Она успела купить в цветочном ларьке шесть бордовых роз и сейчас присматривалась к ряду автомобилей, припаркованных к забору вокзала. Вот она, темно-синяя, почти черная «девятка».
Анна вывела машину из длинного ряда и не спеша, привыкая к ней, направилась в город.
Автомобиль вел себя безупречно, и спустя несколько минут она уже перестала контролировать себя: теперь можно было просто ехать и ни о чем не помышлять. Однако обдумать надо было еще многое.
Правильно ли начинать с кладбища? Там бы, наверное, ей лучше вообще не показываться. Но, все понимая, Анна с самого начала знала, что непременно поедет туда. Утро сейчас еще раннее, и вряд ли кто-то на кладбище обратит на нее внимание. Разве что бомжи какие-нибудь. Но их Анна не боялась.

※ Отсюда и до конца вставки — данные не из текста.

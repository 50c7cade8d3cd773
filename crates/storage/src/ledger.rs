// SPDX-License-Identifier: BUSL-1.1
// Copyright (c) 2026 Alfred Jean LLC

//! Build-attempt ledger.
//!
//! Remembers, per commit, how many build attempts failed and whether one
//! succeeded, so a restarted daemon neither rebuilds finished commits nor
//! retries broken ones forever. Entries expire `retention` after their last
//! write. Expiry is checked at read time: an expired entry reads as the
//! default record and is dropped on the next save.
//!
//! The whole ledger is one small JSON file, rewritten atomically (temp file
//! + rename) after every mutation. A single owner mutates it through
//! `&mut self`, so there is no internal locking.

use std::collections::BTreeMap;
use std::fs::{self, File};
use std::io::Write;
use std::path::{Path, PathBuf};
use std::time::Duration;

use chrono::{DateTime, Utc};
use lc_core::{Clock, CommitId};
use serde::{Deserialize, Serialize};
use thiserror::Error;

/// Current ledger file schema version
pub const CURRENT_LEDGER_VERSION: u32 = 1;

const MAX_BAK_FILES: u32 = 3;

/// Errors that can occur in ledger operations
#[derive(Debug, Error)]
pub enum LedgerError {
    #[error("ledger IO error at {path}: {source}")]
    Io { path: PathBuf, source: std::io::Error },
    #[error("ledger serialization error: {0}")]
    Json(#[from] serde_json::Error),
    #[error("ledger {path} has schema v{found}, newer than this build supports")]
    UnsupportedVersion { path: PathBuf, found: u32 },
}

/// What the ledger knows about one commit.
#[derive(Debug, Clone, Copy, Default, PartialEq, Eq, Serialize, Deserialize)]
pub struct BuildAttemptRecord {
    pub failure_count: u32,
    pub succeeded: bool,
    /// Wall-clock ms after which the record reads as absent.
    pub expires_at_ms: u64,
}

#[derive(Debug, Serialize, Deserialize)]
struct LedgerFile {
    #[serde(rename = "v")]
    version: u32,
    saved_at: DateTime<Utc>,
    entries: BTreeMap<CommitId, BuildAttemptRecord>,
}

/// Persistent commit → build-attempt record map with per-entry expiry.
pub struct Ledger<C: Clock> {
    path: PathBuf,
    retention: Duration,
    clock: C,
    entries: BTreeMap<CommitId, BuildAttemptRecord>,
}

impl<C: Clock> Ledger<C> {
    /// Open (or create) the ledger at `path`.
    ///
    /// The file is written once during open so an unwritable location
    /// fails here, at startup, rather than after the first build. A file
    /// that does not parse is moved aside to `.bak` and replaced with an
    /// empty ledger.
    pub fn open(path: impl Into<PathBuf>, retention: Duration, clock: C) -> Result<Self, LedgerError> {
        let path = path.into();
        if let Some(parent) = path.parent() {
            fs::create_dir_all(parent).map_err(|source| io_err(parent, source))?;
        }

        let entries = match fs::read(&path) {
            Ok(bytes) => match serde_json::from_slice::<LedgerFile>(&bytes) {
                Ok(file) if file.version > CURRENT_LEDGER_VERSION => {
                    return Err(LedgerError::UnsupportedVersion { path, found: file.version });
                }
                Ok(file) => file.entries,
                Err(e) => {
                    let bak = rotate_bak_path(&path);
                    tracing::warn!(
                        path = %path.display(),
                        backup = %bak.display(),
                        error = %e,
                        "ledger file is corrupt, starting empty"
                    );
                    fs::rename(&path, &bak).map_err(|source| io_err(&path, source))?;
                    BTreeMap::new()
                }
            },
            Err(e) if e.kind() == std::io::ErrorKind::NotFound => BTreeMap::new(),
            Err(source) => return Err(io_err(&path, source)),
        };

        let mut ledger = Self { path, retention, clock, entries };
        ledger.save()?;
        tracing::info!(
            path = %ledger.path.display(),
            live = ledger.live_count(),
            "opened build ledger"
        );
        Ok(ledger)
    }

    pub fn path(&self) -> &Path {
        &self.path
    }

    /// Recorded failures for `commit`; 0 when absent or expired.
    pub fn failures(&self, commit: &CommitId) -> u32 {
        self.live(commit).map(|r| r.failure_count).unwrap_or(0)
    }

    /// Whether a build of `commit` succeeded within the retention window.
    pub fn succeeded(&self, commit: &CommitId) -> bool {
        self.live(commit).is_some_and(|r| r.succeeded)
    }

    /// The live record for `commit`, if any.
    pub fn record(&self, commit: &CommitId) -> Option<BuildAttemptRecord> {
        self.live(commit).copied()
    }

    /// Number of unexpired entries.
    pub fn live_count(&self) -> usize {
        let now = self.clock.epoch_ms();
        self.entries.values().filter(|r| r.expires_at_ms > now).count()
    }

    /// Count one more failed attempt and restart the expiry window.
    /// Returns the new failure count.
    pub fn record_failure(&mut self, commit: &CommitId) -> Result<u32, LedgerError> {
        let record = self.touch(commit);
        record.failure_count = record.failure_count.saturating_add(1);
        let count = record.failure_count;
        self.save()?;
        Ok(count)
    }

    /// Mark `commit` as built and restart the expiry window.
    pub fn record_success(&mut self, commit: &CommitId) -> Result<(), LedgerError> {
        self.touch(commit).succeeded = true;
        self.save()
    }

    /// Forgive past failures of `commit`. No entry is created for an
    /// unknown commit.
    pub fn reset(&mut self, commit: &CommitId) -> Result<(), LedgerError> {
        if self.live(commit).is_none() {
            return Ok(());
        }
        self.touch(commit).failure_count = 0;
        self.save()
    }

    fn live(&self, commit: &CommitId) -> Option<&BuildAttemptRecord> {
        let now = self.clock.epoch_ms();
        self.entries.get(commit).filter(|r| r.expires_at_ms > now)
    }

    /// Get the live record for `commit` (fresh default if absent or
    /// expired) with its expiry pushed out to now + retention.
    fn touch(&mut self, commit: &CommitId) -> &mut BuildAttemptRecord {
        let now = self.clock.epoch_ms();
        let expires_at_ms = now.saturating_add(self.retention.as_millis() as u64);
        let record = self.entries.entry(commit.clone()).or_default();
        if record.expires_at_ms <= now {
            *record = BuildAttemptRecord::default();
        }
        record.expires_at_ms = expires_at_ms;
        record
    }

    /// Drop expired entries and atomically rewrite the file.
    fn save(&mut self) -> Result<(), LedgerError> {
        let now = self.clock.epoch_ms();
        self.entries.retain(|_, r| r.expires_at_ms > now);

        let file = LedgerFile {
            version: CURRENT_LEDGER_VERSION,
            saved_at: Utc::now(),
            entries: self.entries.clone(),
        };
        let bytes = serde_json::to_vec_pretty(&file)?;

        let tmp = self.path.with_extension("tmp");
        {
            let mut out = File::create(&tmp).map_err(|source| io_err(&tmp, source))?;
            out.write_all(&bytes).map_err(|source| io_err(&tmp, source))?;
            out.sync_all().map_err(|source| io_err(&tmp, source))?;
        }
        fs::rename(&tmp, &self.path).map_err(|source| io_err(&self.path, source))?;
        Ok(())
    }
}

/// Live entries of the ledger at `path`, read without writing anything.
///
/// Safe to call while another process owns the ledger. A missing file
/// reads as empty; a corrupt one is an error rather than moved aside.
pub fn inspect<C: Clock>(path: &Path, clock: &C) -> Result<BTreeMap<CommitId, BuildAttemptRecord>, LedgerError> {
    let bytes = match fs::read(path) {
        Ok(bytes) => bytes,
        Err(e) if e.kind() == std::io::ErrorKind::NotFound => return Ok(BTreeMap::new()),
        Err(source) => return Err(io_err(path, source)),
    };
    let file: LedgerFile = serde_json::from_slice(&bytes)?;
    if file.version > CURRENT_LEDGER_VERSION {
        return Err(LedgerError::UnsupportedVersion { path: path.to_path_buf(), found: file.version });
    }
    let now = clock.epoch_ms();
    Ok(file.entries.into_iter().filter(|(_, r)| r.expires_at_ms > now).collect())
}

fn io_err(path: &Path, source: std::io::Error) -> LedgerError {
    LedgerError::Io { path: path.to_path_buf(), source }
}

/// Pick the next `.bak` / `.bak.N` path, rotating older backups out.
///
/// Keeps up to [`MAX_BAK_FILES`] backups: `.bak`, `.bak.2`, `.bak.3`.
fn rotate_bak_path(path: &Path) -> PathBuf {
    let bak = |n: u32| {
        if n == 1 {
            path.with_extension("bak")
        } else {
            path.with_extension(format!("bak.{n}"))
        }
    };

    let oldest = bak(MAX_BAK_FILES);
    if oldest.exists() {
        let _ = fs::remove_file(&oldest);
    }
    for n in (1..MAX_BAK_FILES).rev() {
        let src = bak(n);
        if src.exists() {
            let _ = fs::rename(&src, bak(n + 1));
        }
    }

    bak(1)
}

#[cfg(test)]
#[path = "ledger_tests.rs"]
mod tests;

А вот уже и город. Сейчас, после моста через реку, мелькнет в густой листве здание концертного зала, потом стеклянными глазницами встретит пятиэтажный универмаг; дальше, на небольшой площади, весело прожурчат высокие струи фонтана, а в небольшом сквере за гастрономом уже наверняка выстроились тесным рядком бабульки с трехлитровыми молочными банками.
Машина мчалась по проспекту, недавно переименованному в Центральный. Чем-то не угодила новой власти пламенная немецкая революционерка, чьим именем проспект назывался добрых двадцать лет.
Послушная «девятка» уже вырвалась за пределы центральной части города, теперь по бокам широкого проспекта виднелись рощи и утопающие в них ряды дачных массивов.
Четыре года назад дачки-карлики ассоциировались у Анны с городами мертвых: сплошь серые домишки в одну-две комнатки, прилепившиеся к аккуратненьким шести соткам земли. Теперь она замечала, что по-настоящему добротных домов из красного и белого кирпича стало больше, некоторые в два-три этажа, с причудливыми башнями и крепкими каменными заборами.
У входа на кладбище она затормозила. Железные ворота были тяжелыми; качнув их, она уверенно пошла по центральной аллее.
Сердце гулко стукнуло — вот оно, это место. Анна, торопясь, стала откручивать заржавевшую проволоку, соединявшую дверцу с оградой. Сдерживать слезы не было сил. С фотографий на памятниках ей улыбались отец, мама и Анастасия, старшая сестра.
Памятники родителям они со Стасей поставили пятнадцать лет назад, когда отец и мать погибли в автокатастрофе. О памятнике для Анастасии позаботился Алексей Петрович.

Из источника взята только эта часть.